Majority of applications for CPF funds on medical grounds successful: MOM

Majority of applications for CPF funds on medical grounds successful: MOM

CPF building generic
File photo of the CPF building. (Photo: TODAY)

SINGAPORE: In the last three years, about 65 per cent of applications to withdraw money from the Central Provident Fund (CPF) earlier due to medical reasons have been successful said Manpower Minister Josephine Teo in Parliament on Tuesday (Jan 15).

Under the Medical Grounds Scheme, CPF members can withdraw or start their payouts before the stipulated payout age of 65.

Eligibility criteria they have to meet under the scheme include being permanently incapacitated, terminally ill, or having a severely impaired life expectancy due to illness. Such applications have to be accompanied by the relevant doctors’ certification, the minister said.

Mrs Teo was responding to Member of Parliament for Nee Soon GRC Lee Bee Wah on the percentage of successful appeals for an earlier withdrawal of CPF payouts. 

The remaining 35 per cent were not successful because applicants did not meet the eligibility conditions and were referred to help avenues for help, such as Workforce Singapore and the Social Services Office, Mrs Teo said.

She added that the scheme will continue to be available to eligible members who may need to withdraw or start their payouts earlier than 65 years old.

MORE OPTIONS FOR EARLY WITHDRAWAL?

In her supplementary question, Dr Lee asked if it is possible to provide a third option of making the payout eligibility age lower for some such as those who have retired at 62 and do not qualify under the Medical Grounds Scheme.

"What they don't have is money so they are asking whether CPF board will consider another option ... They are prepared to get a lower sum but at an age of 62," said Dr Lee. 
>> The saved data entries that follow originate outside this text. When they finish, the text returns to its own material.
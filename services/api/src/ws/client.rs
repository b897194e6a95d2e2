//! The browser side of a session: typed send/receive over the client WebSocket.

use super::{
    errors::SessionError,
    protocol::{ClientMessage, ServerMessage},
};
use anyhow::{Context, Result};
use async_trait::async_trait;
use axum::extract::ws::{Message, WebSocket};
use futures_util::{
    SinkExt, StreamExt,
    stream::{SplitSink, SplitStream},
};
use tokio::sync::Mutex;
use tracing::debug;

/// Outbound half of the client connection. Shared by every task of a session.
#[async_trait]
pub trait ClientSink: Send + Sync {
    async fn send(&self, msg: ServerMessage) -> Result<()>;
}

/// Inbound half of the client connection. `Ok(None)` means the client disconnected.
#[async_trait]
pub trait ClientSource: Send {
    async fn recv(&mut self) -> Result<Option<ClientMessage>>;
}

pub struct WsClientSink {
    socket_tx: Mutex<SplitSink<WebSocket, Message>>,
}

pub struct WsClientSource {
    socket_rx: SplitStream<WebSocket>,
}

/// Splits an accepted socket into its typed halves.
pub fn split_socket(socket: WebSocket) -> (WsClientSink, WsClientSource) {
    let (socket_tx, socket_rx) = socket.split();
    (
        WsClientSink {
            socket_tx: Mutex::new(socket_tx),
        },
        WsClientSource { socket_rx },
    )
}

#[async_trait]
impl ClientSink for WsClientSink {
    async fn send(&self, msg: ServerMessage) -> Result<()> {
        let serialized = serde_json::to_string(&msg)?;
        self.socket_tx
            .lock()
            .await
            .send(Message::Text(serialized.into()))
            .await
            .context(SessionError::ClientDisconnected)?;
        Ok(())
    }
}

#[async_trait]
impl ClientSource for WsClientSource {
    async fn recv(&mut self) -> Result<Option<ClientMessage>> {
        while let Some(msg) = self.socket_rx.next().await {
            match msg.context(SessionError::ClientDisconnected)? {
                Message::Text(text) => return ClientMessage::parse(text.as_str()).map(Some),
                Message::Binary(data) => {
                    return ClientMessage::parse(&String::from_utf8_lossy(&data)).map(Some);
                }
                Message::Close(frame) => {
                    debug!(?frame, "Client sent close frame");
                    return Ok(None);
                }
                Message::Ping(_) | Message::Pong(_) => {}
            }
        }
        Ok(None)
    }
}

/// Sends a message whose delivery is best effort (error reports, notices).
/// Failures are logged, never propagated.
pub async fn send_best_effort(client: &dyn ClientSink, msg: ServerMessage) {
    if let Err(e) = client.send(msg).await {
        if e.to_string().to_lowercase().contains("closed") {
            tracing::warn!("Attempted to send on closed WebSocket.");
        } else {
            tracing::error!(error = %e, "Failed to send message to client");
        }
    }
}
In response, Mrs Teo said that Singapore's payout eligibility age, which was raised to 65 last year, is in line with its international counterparts. Among the 35 Organisation for Economic Co-operation and Development (OECD) countries, more than half have a pension withdrawal age of 65 or older, she said.

"In the light of increasing longevity, people living longer and the likelihood of them working longer, in fact, some countries have already set in motion the raising of the pension withdrawal age," she added. 

For instance, the Netherlands, Denmark and Germany are in the process of raising their pension withdrawal age to 67 years old. 

"So against such a backdrop, we must really ask if it is wise to lower our own payout eligibility age ... especially considering how we now have re-employment legislation that puts an obligation on the employers to offer work up till 67," Mrs Teo said. 

Since 2013, employers are obliged to offer employers continued employment after the age of 62, up to the age of 65. Of those eligible for re-employment, more than 98 per cent were offered re-employment. 

In 2017, the re-employment age was raised further from 65 to 67.

In the last 10 years, employment rate for residents between 60 and 64 years old has risen from 47.2 per cent in 2008 to 60.4 per cent in 2018 partly due to these changes, said Mrs Teo.